━━━━━ MATERIAL SHOWN

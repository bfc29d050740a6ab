use crate::{
    backend::opcodes::{Ins, Program},
    error,
    utils::io,
};

use super::lexer::{self, Tk};

pub struct Parser<'a> {
    lexer: &'a mut lexer::Lexer<'a>,
}

impl<'a> Parser<'a> {
    pub fn new(lexer: &'a mut lexer::Lexer<'a>) -> Self {
        Self { lexer }
    }

    pub fn parse(&mut self) -> Result<Program, error::Error> {
        let mut program = Program::default();

        loop {
            let token = self.lexer.next_valid_token()?;
            match token.tk {
                Tk::EOF => return Ok(program),
                Tk::Sep => continue,
                Tk::Id(word) => {
                    let ins = self.parse_instruction(&word, token.pos)?;
                    program.push(ins, token.pos);
                }
                Tk::Int(v) => {
                    return error::Error::unknown_instruction(&v.to_string(), token.pos).err()
                }
                Tk::Comment | Tk::Whitespace => unreachable!("filtered by the lexer"),
            }
        }
    }

    fn parse_instruction(&mut self, word: &str, pos: io::Pos) -> Result<Ins, error::Error> {
        let ins = match word {
            "int" | "push" => {
                let operand = self.lexer.next_valid_token()?;
                match operand.tk {
                    Tk::Int(v) => Ins::Int(v),
                    _ => return error::Error::operand_expected(word, operand.pos).err(),
                }
            }
            "pair" => Ins::Pair,
            "pop" => Ins::Pop,
            "dup" => Ins::Dup,
            "setfst" => Ins::SetFirst,
            "setsnd" => Ins::SetSecond,
            "clear" => Ins::Clear,
            "gc" => Ins::Gc,
            "print" => Ins::Print,
            "dump" => Ins::Dump,
            _ => return error::Error::unknown_instruction(word, pos).err(),
        };

        self.expect_end_of_statement(word)?;
        Ok(ins)
    }

    fn expect_end_of_statement(&mut self, word: &str) -> Result<(), error::Error> {
        let token = self.lexer.next_valid_token()?;
        match token.tk {
            Tk::Sep | Tk::EOF => Ok(()),
            _ => error::Error::unexpected_operand(word, token.pos).err(),
        }
    }
}
//! HOS snapshot repository.

use crate::entities::{hos_statuses, prelude::*};
use crate::hos::DriverHosStatus;
use crate::models::DriverSummary;
use chrono::{DateTime, Utc};
use sea_orm::sea_query::OnConflict;
use sea_orm::*;

/// Insert or replace a driver's snapshot.
pub async fn upsert(db: &DatabaseConnection, status: &DriverHosStatus, computed_at: DateTime<Utc>) -> Result<(), DbErr> {
    let violations = serde_json::to_value(&status.violations).map_err(|e| DbErr::Json(e.to_string()))?;

    let model = hos_statuses::ActiveModel {
        driver_id: Set(status.driver_id.clone()),
        current_status: Set(status.current_status.as_str().to_owned()),
        available_drive_time: Set(to_i32(status.available_drive_time)),
        available_on_duty_time: Set(to_i32(status.available_on_duty_time)),
        used_drive_time: Set(to_i32(status.used_drive_time)),
        used_on_duty_time: Set(to_i32(status.used_on_duty_time)),
        cycle_hours: Set(to_i32(status.cycle_hours)),
        used_cycle_hours: Set(to_i32(status.used_cycle_hours)),
        restart_available: Set(status.restart_available),
        violations: Set(violations),
        last_logged_at: Set(status.last_logged_at.map(|t| t.fixed_offset())),
        compliance_status: Set(status.compliance_status.as_str().to_owned()),
        computed_at: Set(computed_at.fixed_offset()),
    };

    HosStatuses::insert(model)
        .on_conflict(
            OnConflict::column(hos_statuses::Column::DriverId)
                .update_columns([
                    hos_statuses::Column::CurrentStatus,
                    hos_statuses::Column::AvailableDriveTime,
                    hos_statuses::Column::AvailableOnDutyTime,
                    hos_statuses::Column::UsedDriveTime,
                    hos_statuses::Column::UsedOnDutyTime,
                    hos_statuses::Column::CycleHours,
                    hos_statuses::Column::UsedCycleHours,
                    hos_statuses::Column::RestartAvailable,
                    hos_statuses::Column::Violations,
                    hos_statuses::Column::LastLoggedAt,
                    hos_statuses::Column::ComplianceStatus,
                    hos_statuses::Column::ComputedAt,
                ])
                .to_owned(),
        )
        .exec_without_returning(db)
        .await?;

    Ok(())
}

/// Get the stored snapshot for a driver.
pub async fn get_by_driver(db: &DatabaseConnection, driver_id: &str) -> Result<Option<hos_statuses::Model>, DbErr> {
    HosStatuses::find_by_id(driver_id.to_owned()).one(db).await
}

/// List active drivers of an organization with their stored snapshot.
pub async fn list_for_organization(db: &DatabaseConnection, organization_id: &str) -> Result<Vec<DriverSummary>, DbErr> {
    DriverSummary::find_by_statement(Statement::from_sql_and_values(
        DbBackend::Postgres,
        r#"
        SELECT
            d.id AS driver_id,
            d.first_name,
            d.last_name,
            s.current_status,
            s.available_drive_time,
            s.used_cycle_hours,
            s.compliance_status,
            s.computed_at
        FROM app.drivers d
        LEFT JOIN app.hos_statuses s ON s.driver_id = d.id
        WHERE d.organization_id = $1 AND d.is_active
        ORDER BY d.last_name, d.first_name
        "#,
        [organization_id.into()],
    ))
    .all(db)
    .await
}

/// Minute counts stay far below i32::MAX; saturate rather than wrap.
fn to_i32(minutes: i64) -> i32 {
    i32::try_from(minutes).unwrap_or(i32::MAX)
}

━━━━━━━━━━

## EXERCISE REQUIREMENTS
Copy out each line of the data that holds the string "Result".

## ANSWER SECTION
    pub fn parse(&mut self) -> Result<Program, error::Error> {
    fn parse_instruction(&mut self, word: &str, pos: io::Pos) -> Result<Ins, error::Error> {
    fn expect_end_of_statement(&mut self, word: &str) -> Result<(), error::Error> {
pub async fn upsert(db: &DatabaseConnection, status: &DriverHosStatus, computed_at: DateTime<Utc>) -> Result<(), DbErr> {
pub async fn get_by_driver(db: &DatabaseConnection, driver_id: &str) -> Result<Option<hos_statuses::Model>, DbErr> {
pub async fn list_for_organization(db: &DatabaseConnection, organization_id: &str) -> Result<Vec<DriverSummary>, DbErr> {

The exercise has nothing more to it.